We do not know which site is reporting the “right” value-range and which is wrong. Why are the TTFB values at your site so small and the Pindom values so big? Do you have different methods for messure the TTFB or what is the tecnical background for this effect?
For starters, WebPageTest uses a traffic-shaped connection to behave more like a consumer Internet connection. In the case of your test with a “Cable” connection that means 28ms RTT added to the link. Looking at the actual socket connect time it looks like it’s ~44ms RTT to the server (including the 28ms from the cable profile).
There are at least 4 round trips to request the HTML (DNS, socket connect, TLS negotiation and the request itself) which would take ~180ms under optimal conditions (the TLS negotiation took 77ms and the server response to the HTTP request took 124ms so there were additional delays).
Usually we see things the other way where pingdom is much faster because there is no traffic-shaping on their connection.

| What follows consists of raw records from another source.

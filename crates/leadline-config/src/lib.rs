// SPDX-FileCopyrightText: 2026 Leadline Contributors
// SPDX-License-Identifier: MIT OR Apache-2.0

//! Configuration system for the Leadline CRM bot.
//!
//! Provides TOML configuration parsing with strict validation (`deny_unknown_fields`),
//! XDG file hierarchy lookup, environment variable overrides, and diagnostic
//! error rendering with typo suggestions.
//!
//! # Usage
//!
//! ```no_run
//! use leadline_config::load_and_validate;
//!
//! let config = load_and_validate().expect("config errors");
//! println!("Contact hour: {}", config.crm.contact_hour);
//! ```

pub mod diagnostic;
pub mod loader;
pub mod model;
pub mod validation;

pub use diagnostic::{ConfigError, render_errors};
pub use loader::{load_config, load_config_from_path, load_config_from_str};
pub use model::LeadlineConfig;

/// Load configuration from the XDG hierarchy and validate it.
///
/// Figment errors are converted into miette diagnostics with key suggestions;
/// a successfully deserialized config still goes through [`validation::validate_config`].
pub fn load_and_validate() -> Result<LeadlineConfig, Vec<ConfigError>> {
    match loader::load_config() {
        Ok(config) => {
            validation::validate_config(&config)?;
            Ok(config)
        }
        Err(err) => {
            let toml_sources = collect_toml_sources();
            Err(diagnostic::figment_to_config_errors(err, &toml_sources))
        }
    }
}

/// Load configuration from an explicit file (plus env overrides) and validate it.
pub fn load_and_validate_path(path: &std::path::Path) -> Result<LeadlineConfig, Vec<ConfigError>> {
    match loader::load_config_from_path(path) {
        Ok(config) => {
            validation::validate_config(&config)?;
            Ok(config)
        }
        Err(err) => {
            let sources = std::fs::read_to_string(path)
                .map(|content| vec![(path.display().to_string(), content)])
                .unwrap_or_default();
            Err(diagnostic::figment_to_config_errors(err, &sources))
        }
    }
}

/// Load configuration from a TOML string and validate it.
pub fn load_and_validate_str(toml_content: &str) -> Result<LeadlineConfig, Vec<ConfigError>> {
    match loader::load_config_from_str(toml_content) {
        Ok(config) => {
            validation::validate_config(&config)?;
            Ok(config)
        }
        Err(err) => {
            let sources = vec![("<inline>".to_string(), toml_content.to_string())];
            Err(diagnostic::figment_to_config_errors(err, &sources))
        }
    }
}

/// Collect TOML source file contents for error span resolution.
fn collect_toml_sources() -> Vec<(String, String)> {
    let mut sources = Vec::new();

    if let Ok(content) = std::fs::read_to_string(loader::LOCAL_CONFIG) {
        let path = std::env::current_dir()
            .map(|d| d.join(loader::LOCAL_CONFIG).display().to_string())
            .unwrap_or_else(|_| loader::LOCAL_CONFIG.to_string());
        sources.push((path, content));
    }

    if let Some(path) = loader::user_config_path()
        && let Ok(content) = std::fs::read_to_string(&path)
    {
        sources.push((path.display().to_string(), content));
    }

    let system_path = std::path::Path::new(loader::SYSTEM_CONFIG);
    if let Ok(content) = std::fs::read_to_string(system_path) {
        sources.push((system_path.display().to_string(), content));
    }

    sources
}
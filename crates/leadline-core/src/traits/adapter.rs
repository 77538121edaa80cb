// SPDX-FileCopyrightText: 2026 Leadline Contributors
// SPDX-License-Identifier: MIT OR Apache-2.0

//! Base adapter trait that all adapters must implement.

use async_trait::async_trait;

use crate::error::LeadlineError;
use crate::types::{AdapterType, HealthStatus};

/// The base trait for all Leadline adapters.
///
/// Every adapter (channel, storage) must implement this trait,
/// which provides identity, lifecycle, and health check capabilities.
#[async_trait]
pub trait PluginAdapter: Send + Sync + 'static {
    /// Returns the human-readable name of this adapter instance.
    fn name(&self) -> &str;

    /// Returns the semantic version of this adapter.
    fn version(&self) -> semver::Version;

    /// Returns the type of adapter.
    fn adapter_type(&self) -> AdapterType;

    /// Performs a health check and returns the adapter's current status.
    async fn health_check(&self) -> Result<HealthStatus, LeadlineError>;

    /// Gracefully shuts down the adapter, releasing any held resources.
    async fn shutdown(&self) -> Result<(), LeadlineError>;
}
// SPDX-FileCopyrightText: 2026 Leadline Contributors
// SPDX-License-Identifier: MIT OR Apache-2.0

//! Add company: name, city, niche, phone, source, priority, contact person, note.

use leadline_core::LeadlineError;
use leadline_core::model::{
    CompanySource, CompanyStatus, NewCompany, PriorityLevel, SuggestionKind,
};
use tracing::info;

use crate::engine::{FlowEngine, PICK_A_BUTTON, Transition};
use crate::menu;
use crate::normalize::optional_field;
use crate::render;
use crate::reply::Reply;
use crate::state::{AddCompanyStep, CompanyDraft, FlowState};
use crate::suggest;

fn at(step: AddCompanyStep, draft: CompanyDraft) -> FlowState {
    FlowState::AddCompany { step, draft }
}

impl FlowEngine {
    pub(crate) fn start_add_company(&self) -> Transition {
        Transition::to(
            at(AddCompanyStep::Name, CompanyDraft::default()),
            Reply::text("Company name:"),
        )
    }

    pub(crate) async fn add_company_text(
        &self,
        step: AddCompanyStep,
        mut draft: CompanyDraft,
        text: &str,
    ) -> Result<Transition, LeadlineError> {
        let value = optional_field(text);
        match step {
            AddCompanyStep::Name => match value {
                Some(name) => {
                    draft.name = name;
                    Ok(Transition::to(at(AddCompanyStep::City, draft), self.city_prompt().await?))
                }
                None => Ok(Transition::to(
                    at(AddCompanyStep::Name, draft),
                    Reply::text("Company name cannot be empty. Company name:"),
                )),
            },
            AddCompanyStep::City => self.add_company_city(draft, value).await,
            AddCompanyStep::Niche => self.add_company_niche(draft, value).await,
            AddCompanyStep::Phone => {
                draft.phone = value;
                Ok(Transition::to(
                    at(AddCompanyStep::Source, draft),
                    Reply::text("Source:").with_keyboard(render::company_source_keyboard()),
                ))
            }
            AddCompanyStep::Source => Ok(Transition::to(
                at(AddCompanyStep::Source, draft),
                Reply::text(PICK_A_BUTTON).with_keyboard(render::company_source_keyboard()),
            )),
            AddCompanyStep::Priority => Ok(Transition::to(
                at(AddCompanyStep::Priority, draft),
                Reply::text(PICK_A_BUTTON).with_keyboard(render::priority_keyboard()),
            )),
            AddCompanyStep::ContactPerson => {
                draft.contact_person = value;
                Ok(Transition::to(
                    at(AddCompanyStep::Note, draft),
                    Reply::text("Note (or '-' to skip):"),
                ))
            }
            AddCompanyStep::Note => self.add_company_finish(draft, value).await,
        }
    }

    /// Typed and picked cities both land here and are both remembered.
    pub(crate) async fn add_company_city(
        &self,
        mut draft: CompanyDraft,
        city: Option<String>,
    ) -> Result<Transition, LeadlineError> {
        suggest::record(self.repo(), SuggestionKind::City, city.as_deref()).await?;
        draft.city = city;
        Ok(Transition::to(
            at(AddCompanyStep::Niche, draft),
            self.niche_prompt().await?,
        ))
    }

    pub(crate) async fn add_company_niche(
        &self,
        mut draft: CompanyDraft,
        niche: Option<String>,
    ) -> Result<Transition, LeadlineError> {
        suggest::record(self.repo(), SuggestionKind::Niche, niche.as_deref()).await?;
        draft.niche = niche;
        Ok(Transition::to(
            at(AddCompanyStep::Phone, draft),
            Reply::text("Phone (or '-' if none):"),
        ))
    }

    pub(crate) fn add_company_source(
        &self,
        mut draft: CompanyDraft,
        source: CompanySource,
    ) -> Transition {
        draft.source = Some(source);
        Transition::to(
            at(AddCompanyStep::Priority, draft),
            Reply::text("Priority:").with_keyboard(render::priority_keyboard()),
        )
    }

    pub(crate) fn add_company_priority(
        &self,
        mut draft: CompanyDraft,
        priority: PriorityLevel,
    ) -> Transition {
        draft.priority = Some(priority);
        Transition::to(
            at(AddCompanyStep::ContactPerson, draft),
            Reply::text("Contact person (or '-' to skip):"),
        )
    }

    async fn add_company_finish(
        &self,
        draft: CompanyDraft,
        note: Option<String>,
    ) -> Result<Transition, LeadlineError> {
        let new_company = NewCompany {
            name: draft.name,
            city: draft.city,
            niche: draft.niche,
            phone: draft.phone,
            site: None,
            source: draft.source.unwrap_or(CompanySource::Found),
            status: CompanyStatus::NotCalled,
            priority: draft.priority.unwrap_or(PriorityLevel::Medium),
            contact_person: draft.contact_person,
            note,
        };
        let company = self.repo().create_company(&new_company).await?;
        info!(company_id = company.id.0, "company created");
        Ok(Transition::idle(
            Reply::html(render::company_card(&company)).with_keyboard(menu::main_menu()),
        ))
    }
}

My guess is that there is some protection filtering in the path on your server that is rate-limiting pingdom (either by IP address or because of the connection itself). I’m not sure what browser engine they are using right now but last I heard it was something like Chrome 38 which didn’t support HTTP/2 and uses older TLS ciphers. It’s possible that is causing it to go down a slow path of some kind.
It could also be that the server has variable performance and the pingdom test hit it when all of the caches were cold but it looks to be consistently slow in pingdom and consistently fast in WebPageTest so I don’t think that’s it.
WebPageTest runs the current stable browsers and the results look consistent so I’m pretty confident that teh site itself is responding quickly. If you want to be sure you can add response timing to the access logs on the server or add something like Google Analytics which will report performance metrics from actual usage.